Because class interests are inherently inimical, meaningful relationships between (& within) social classes are essentially impossible. The eternal tension between the various parties makes conflict inevitable; while helping to sustain the very system that the anger rails against. Yet, the struggle is internecine since each group needs the other - in the absence of mutual respect - to determine itself; each class defining itself by what it is not rather than what it is.
Mary URE is peculiarly effective as the masochistic wife of the archetypal Angry Young Man - the intense BURTON; making them an exceptionally realistic couple who have transgressed social norms by crossing class boundaries to self-nullifying affect. Yet, they clearly do love one another.
The only uneasiness in the movie is an unholy dramatic strain between the gritty realism of the mise en scène and the often overblown language. This can grate on ones nerves in a film, when it would be perfectly acceptable on the stage.

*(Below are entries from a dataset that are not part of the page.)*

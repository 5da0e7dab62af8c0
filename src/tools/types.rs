//! Tool parameter schemas and their realtime wire form.

use serde::{Deserialize, Serialize};
use serde_json::{json, Map, Value};

/// JSON Schema-based parameter definition for a tool.
#[derive(Debug, Clone, PartialEq, Serialize, Deserialize)]
pub struct ToolParameters {
    /// JSON Schema object describing the parameters.
    pub schema: Value,
}

impl ToolParameters {
    /// Create from a raw JSON Schema value.
    pub fn from_schema(schema: Value) -> Self {
        Self { schema }
    }

    /// Create an empty parameter schema (no parameters).
    pub fn empty() -> Self {
        Self {
            schema: json!({
                "type": "object",
                "properties": {},
                "required": [],
            }),
        }
    }

    /// Builder: create an object schema with properties.
    pub fn object() -> ParameterBuilder {
        ParameterBuilder {
            properties: Map::new(),
            required: Vec::new(),
        }
    }
}

/// Builder for constructing tool parameter schemas.
pub struct ParameterBuilder {
    properties: Map<String, Value>,
    required: Vec<String>,
}

impl ParameterBuilder {
    fn property(mut self, name: impl Into<String>, schema: Value, required: bool) -> Self {
        let name = name.into();
        self.properties.insert(name.clone(), schema);
        if required {
            self.required.push(name);
        }
        self
    }

    pub fn string(self, name: impl Into<String>, description: impl Into<String>, required: bool) -> Self {
        let schema = json!({ "type": "string", "description": description.into() });
        self.property(name, schema, required)
    }

    pub fn number(self, name: impl Into<String>, description: impl Into<String>, required: bool) -> Self {
        let schema = json!({ "type": "number", "description": description.into() });
        self.property(name, schema, required)
    }

    pub fn boolean(self, name: impl Into<String>, description: impl Into<String>, required: bool) -> Self {
        let schema = json!({ "type": "boolean", "description": description.into() });
        self.property(name, schema, required)
    }

    /// Add an enum (string) property.
    pub fn string_enum(
        self,
        name: impl Into<String>,
        description: impl Into<String>,
        values: &[&str],
        required: bool,
    ) -> Self {
        let schema = json!({
            "type": "string",
            "description": description.into(),
            "enum": values,
        });
        self.property(name, schema, required)
    }

    pub fn build(self) -> ToolParameters {
        ToolParameters {
            schema: json!({
                "type": "object",
                "properties": self.properties,
                "required": self.required,
            }),
        }
    }
}

/// Tool description advertised to the model in `response.create`.
#[derive(Debug, Clone, PartialEq, Serialize, Deserialize)]
pub struct RealtimeToolSchema {
    #[serde(rename = "type")]
    pub kind: String,
    pub name: String,
    pub description: String,
    pub parameters: Value,
}

impl RealtimeToolSchema {
    pub fn function(name: &str, description: &str, parameters: &ToolParameters) -> Self {
        Self {
            kind: "function".into(),
            name: name.to_string(),
            description: description.to_string(),
            parameters: parameters.schema.clone(),
        }
    }
}
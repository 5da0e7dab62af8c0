//! Session options, per-turn overrides and observable state.

use std::collections::HashMap;

use bon::Builder;
use serde::Serialize;
use strum::Display;

use crate::config::{MurmurConfig, DEFAULT_MODEL, DEFAULT_VOICE};
use crate::tools::RealtimeToolSchema;
use crate::transport::{ChannelReadiness, TransportState};

/// Controller lifecycle.
#[derive(Debug, Clone, Copy, PartialEq, Eq, Hash, Display, Serialize)]
#[serde(rename_all = "snake_case")]
#[strum(serialize_all = "snake_case")]
pub enum SessionState {
    Idle,
    Connecting,
    Ready,
    /// A turn request was dispatched and its terminal event has not arrived.
    Sending,
    Disconnected,
    Failed,
}

impl SessionState {
    /// Whether a transport is expected to exist in this state.
    pub fn is_active(self) -> bool {
        matches!(self, Self::Connecting | Self::Ready | Self::Sending)
    }
}

/// Snapshot handed to the state-change hook.
#[derive(Debug, Clone, Copy, PartialEq, Eq, Serialize)]
pub struct SessionStatus {
    pub state: SessionState,
    pub transport: TransportState,
    pub channel: ChannelReadiness,
    pub speaking: bool,
}

impl SessionStatus {
    pub fn connected(&self) -> bool {
        self.channel == ChannelReadiness::Open
    }
}

pub fn default_modalities() -> Vec<String> {
    vec!["text".to_string(), "audio".to_string()]
}

/// Per-connection settings. Voice and microphone are fixed for the life of
/// a transport; model applies from the next connection; instructions travel
/// with every turn.
#[derive(Debug, Clone, PartialEq, Builder)]
pub struct SessionOptions {
    #[builder(into, default = DEFAULT_MODEL.to_string())]
    pub model: String,
    #[builder(into, default = DEFAULT_VOICE.to_string())]
    pub voice: String,
    #[builder(into)]
    pub instructions: Option<String>,
    #[builder(default)]
    pub microphone: bool,
    /// Advertise registered tool schemas with each turn.
    #[builder(default = true)]
    pub advertise_tools: bool,
    /// Speech-to-text model for the user's microphone input.
    #[builder(into)]
    pub input_transcription: Option<String>,
    #[builder(default = default_modalities())]
    pub modalities: Vec<String>,
}

impl Default for SessionOptions {
    fn default() -> Self {
        Self::builder().build()
    }
}

impl SessionOptions {
    pub fn from_config(config: &MurmurConfig) -> Self {
        Self::builder()
            .model(config.model.clone())
            .voice(config.voice.clone())
            .build()
    }
}

/// Overrides for a single turn.
#[derive(Debug, Clone, Default, PartialEq, Builder)]
pub struct TurnOptions {
    #[builder(into)]
    pub instructions: Option<String>,
    pub modalities: Option<Vec<String>>,
    pub tools: Option<Vec<RealtimeToolSchema>>,
    #[builder(default)]
    pub metadata: HashMap<String, String>,
}

/// How a turn ended.
#[derive(Debug, Clone, Default, PartialEq, Eq)]
pub struct TurnOutcome {
    /// Final assistant text of the last response in the turn.
    pub text: String,
    pub tool_round_trips: u32,
}

#[cfg(test)]
mod tests {
    use super::*;

    #[test]
    fn defaults_match_config_defaults() {
        let options = SessionOptions::default();
        assert_eq!(options, SessionOptions::from_config(&MurmurConfig::default()));
        assert_eq!(options.modalities, vec!["text", "audio"]);
        assert!(!options.microphone);
        assert!(options.advertise_tools);
    }

    #[test]
    fn state_names_are_snake_case() {
        assert_eq!(SessionState::Sending.to_string(), "sending");
        assert!(SessionState::Connecting.is_active());
        assert!(!SessionState::Failed.is_active());
    }
}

The film itself is successfully opened-out beyond the screenplay's theatrical origins to make it a movie in its own right. Yet, the emotional claustrophobia of the original is still necessarily present to suggest a culture at war with itself in a physically crowded, emotionally uptight England. Burton’s state-of-the-nation rants are perfectly valid despite being expressed amid a stream of personal invective and self-loathing. The class consciousness of those who have no other way to identify whom they are, the inherent retrospection of a declining imperial power and the emotional & sexual sterility of English life are unmistakably gotten out of his system - until the next tirade. A man who is easy to love but hard to live with.
Along with The Servant, this is a febrile exploration of the negative effects of the British class system.